Victoria's personality tends to get distorted by the idea that the Victorians were a stuffy, uptight bunch who just happened, at the same time, to build the world's largest empire. In fact, like many of her subjects, Queen Victoria was, ahem, how to put it...? Extremely fertile, a tiger in the bedroom.

In 21 years of marriage to the love of her life, Prince Albert, she produced nine children. Not surprisingly, Victoria began to yearn for somewhere a bit more intimate than the labyrinthine Buckingham Palace or the gloomy pile of Windsor Castle.

As a young girl she had spent two summers on the Isle of Wight and loved it. Albert went property hunting and found a modest Georgian house that he saw had, as the real estate guys would say, "potential."

Albert was something of a polymath, fascinated by engineering, competent in architecture and landscaping. The site of the house on the Isle of Wight reminded him of the Bay of Naples. Albert created a much larger country house -- they called it Osborne House -- around the original, in the style of the Italian renaissance, and designed the gardens, replete with a private beach where the Queen could enter the waters of the English Channel, when calm.

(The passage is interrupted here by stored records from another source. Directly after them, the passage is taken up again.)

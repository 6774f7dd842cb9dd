use std::{
    collections::{BTreeMap, HashSet},
    fs,
    path::Path,
};

use anyhow::{bail, ensure, Context, Result};
use dust_storm_core::{dusty_name, ForceId, Host, PanelSpec, Position, Quality, SurfaceId};
use dust_storm_system_storm::StormConfig;
use dust_storm_world::World;
use serde::Deserialize;

/// Scenario bundled into the binary, used when no file is supplied.
pub(crate) const DEFAULT_SCENARIO: &str = include_str!("../scenarios/default.toml");

const DEFAULT_UNTIL: u64 = 7_200;
const DEFAULT_SPACING: f64 = 3.0;

/// Complete description of a simulation run.
#[derive(Clone, Debug, Deserialize)]
#[serde(deny_unknown_fields)]
pub(crate) struct Scenario {
    /// Last tick the scheduler visits.
    #[serde(default = "default_until")]
    pub(crate) until: u64,
    /// Storm engine tuning.
    #[serde(default)]
    pub(crate) storm: StormConfig,
    /// Panel prototypes available to the layouts.
    #[serde(default)]
    pub(crate) prototypes: Vec<PrototypeSpec>,
    /// Surfaces created before the first tick.
    pub(crate) surfaces: Vec<SurfaceSpec>,
    /// Triggers fired on the way.
    #[serde(default)]
    pub(crate) triggers: Vec<ScriptedTrigger>,
}

/// Solar panel prototype; its dusty variant is derived automatically.
#[derive(Clone, Debug, Deserialize)]
#[serde(deny_unknown_fields)]
pub(crate) struct PrototypeSpec {
    /// Base prototype name.
    pub(crate) name: String,
    /// Maximum health of the clean variant.
    pub(crate) max_health: f64,
}

/// Surface together with its initial panel layout.
#[derive(Clone, Debug, Deserialize)]
#[serde(deny_unknown_fields)]
pub(crate) struct SurfaceSpec {
    /// Unique surface name referenced by triggers.
    pub(crate) name: String,
    /// Baseline solar multiplier.
    #[serde(default = "default_multiplier")]
    pub(crate) solar_multiplier: f64,
    /// Tiles blocked once the layout has been placed.
    #[serde(default)]
    pub(crate) blocked: Vec<[i64; 2]>,
    /// Rectangular panel grids.
    #[serde(default)]
    pub(crate) panels: Vec<PanelGrid>,
}

/// Rectangular block of identical panels.
#[derive(Clone, Debug, Deserialize)]
#[serde(deny_unknown_fields)]
pub(crate) struct PanelGrid {
    /// Base prototype of every panel in the grid.
    pub(crate) prototype: String,
    /// Position of the first panel.
    pub(crate) origin: [f64; 2],
    /// Panels per row.
    pub(crate) columns: u32,
    /// Number of rows.
    pub(crate) rows: u32,
    /// Distance between neighbouring panels.
    #[serde(default = "default_spacing")]
    pub(crate) spacing: f64,
    /// Owning force.
    #[serde(default = "default_force")]
    pub(crate) force: u32,
    /// Quality tier.
    #[serde(default)]
    pub(crate) quality: Quality,
    /// Places the dusty variant instead of the clean one.
    #[serde(default)]
    pub(crate) dusty: bool,
}

/// Trigger scheduled for a given tick, addressed by surface name.
#[derive(Clone, Debug, PartialEq, Deserialize)]
#[serde(tag = "action", rename_all = "kebab-case", deny_unknown_fields)]
pub(crate) enum ScriptedTrigger {
    /// Starts a storm.
    CreateStorm {
        /// Tick at which the trigger fires.
        tick: u64,
        /// Target surface.
        surface: String,
        /// Attenuation depth.
        intensity: f64,
        /// Storm start; defaults to the firing tick.
        start_tick: Option<u64>,
        /// Storm length in ticks.
        duration: u64,
        /// Requested ramp length in ticks.
        ramp_duration: f64,
    },
    /// Restores every dusty panel on a surface.
    ForceClean {
        /// Tick at which the trigger fires.
        tick: u64,
        /// Target surface.
        surface: String,
    },
    /// Degrades every clean panel on a surface.
    ForceDusty {
        /// Tick at which the trigger fires.
        tick: u64,
        /// Target surface.
        surface: String,
        /// Health scale applied to the recreated panels.
        #[serde(default = "default_multiplier")]
        health_multiplier: f64,
    },
    /// Repairs every entity on a surface to full health.
    Repair {
        /// Tick at which the trigger fires.
        tick: u64,
        /// Target surface.
        surface: String,
    },
}

impl ScriptedTrigger {
    /// Tick at which the trigger fires.
    #[must_use]
    pub(crate) fn tick(&self) -> u64 {
        match self {
            Self::CreateStorm { tick, .. }
            | Self::ForceClean { tick, .. }
            | Self::ForceDusty { tick, .. }
            | Self::Repair { tick, .. } => *tick,
        }
    }

    /// Name of the surface the trigger targets.
    #[must_use]
    pub(crate) fn surface(&self) -> &str {
        match self {
            Self::CreateStorm { surface, .. }
            | Self::ForceClean { surface, .. }
            | Self::ForceDusty { surface, .. }
            | Self::Repair { surface, .. } => surface,
        }
    }
}

/// Maps surface names to the identifiers assigned by the world.
pub(crate) type SurfaceIndex = BTreeMap<String, SurfaceId>;

impl Scenario {
    /// Parses and validates a scenario from TOML text.
    pub(crate) fn from_toml(content: &str) -> Result<Self> {
        let scenario = toml::from_str::<Self>(content).context("invalid scenario file")?;
        scenario.validate()?;
        Ok(scenario)
    }

    /// Reads a scenario from disk.
    pub(crate) fn load(path: &Path) -> Result<Self> {
        let content = fs::read_to_string(path)
            .with_context(|| format!("failed to read scenario {}", path.display()))?;
        Self::from_toml(&content).with_context(|| format!("in scenario {}", path.display()))
    }

    /// Checks cross references and value ranges.
    pub(crate) fn validate(&self) -> Result<()> {
        ensure!(self.storm.tick_period > 0, "tick period must be positive");
        ensure!(
            self.storm.degradation_rate.is_finite() && self.storm.degradation_rate >= 0.0,
            "degradation rate must be a non-negative number"
        );
        ensure!(!self.surfaces.is_empty(), "scenario declares no surfaces");

        let mut prototypes = HashSet::new();
        for prototype in &self.prototypes {
            ensure!(
                prototype.max_health > 0.0,
                "prototype {} needs a positive max health",
                prototype.name
            );
            if !prototypes.insert(prototype.name.as_str()) {
                bail!("prototype {} declared twice", prototype.name);
            }
        }

        let mut surfaces = HashSet::new();
        for surface in &self.surfaces {
            if !surfaces.insert(surface.name.as_str()) {
                bail!("surface {} declared twice", surface.name);
            }
            for grid in &surface.panels {
                ensure!(
                    prototypes.contains(grid.prototype.as_str()),
                    "surface {} places unknown prototype {}",
                    surface.name,
                    grid.prototype
                );
            }
        }

        for trigger in &self.triggers {
            ensure!(
                surfaces.contains(trigger.surface()),
                "trigger at tick {} targets unknown surface {}",
                trigger.tick(),
                trigger.surface()
            );
        }
        Ok(())
    }

    /// Builds the world described by the scenario.
    pub(crate) fn build_world(&self) -> Result<(World, SurfaceIndex)> {
        let mut world = World::new();
        let mut max_health = BTreeMap::new();
        for prototype in &self.prototypes {
            world.register_panel_prototype(&prototype.name, prototype.max_health);
            let _ = max_health.insert(prototype.name.as_str(), prototype.max_health);
        }

        let mut index = SurfaceIndex::new();
        for spec in &self.surfaces {
            let surface = world.add_surface(&spec.name, spec.solar_multiplier);
            let _ = index.insert(spec.name.clone(), surface);

            for grid in &spec.panels {
                let health = max_health
                    .get(grid.prototype.as_str())
                    .copied()
                    .with_context(|| format!("unknown prototype {}", grid.prototype))?;
                place_grid(&mut world, surface, grid, health)
                    .with_context(|| format!("failed to lay out surface {}", spec.name))?;
            }
            for &[x, y] in &spec.blocked {
                world.block_tile(surface, x, y);
            }
        }
        Ok((world, index))
    }
}

fn place_grid(world: &mut World, surface: SurfaceId, grid: &PanelGrid, health: f64) -> Result<()> {
    let name = if grid.dusty {
        dusty_name(&grid.prototype)
    } else {
        grid.prototype.clone()
    };
    for row in 0..grid.rows {
        for column in 0..grid.columns {
            let position = Position::new(
                grid.origin[0] + f64::from(column) * grid.spacing,
                grid.origin[1] + f64::from(row) * grid.spacing,
            );
            let _ = world.create_panel(PanelSpec {
                surface,
                name: name.clone(),
                position,
                force: ForceId::new(grid.force),
                quality: grid.quality,
                health,
            })?;
        }
    }
    Ok(())
}

fn default_until() -> u64 {
    DEFAULT_UNTIL
}

fn default_multiplier() -> f64 {
    1.0
}

fn default_spacing() -> f64 {
    DEFAULT_SPACING
}

fn default_force() -> u32 {
    1
}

Albert died from typhoid in 1861. Victoria never really recovered from this great love, but she continued to love Osborne House. Her progeny did not, which was why the home was dumped after she died.

Today, Osborne House is run by English Heritage, and it's well worth a trip -- as is the Isle of Wight, where these days, with climate change, they even make their own decent wines (for a little more of Italy). There is a cottage on the estate that can be booked for stays.

And last year the private beach was opened to the public, together with a remarkable apparatus known as the Queen's bathing machine, a kind of cabana on wheels that was moved into the shallows so that her majesty, in modest attire, could advance discreetly from it into the waves. The threat of paparazzi was unknown to her; it was all about propriety and, of course, majesty. Kate will envy that.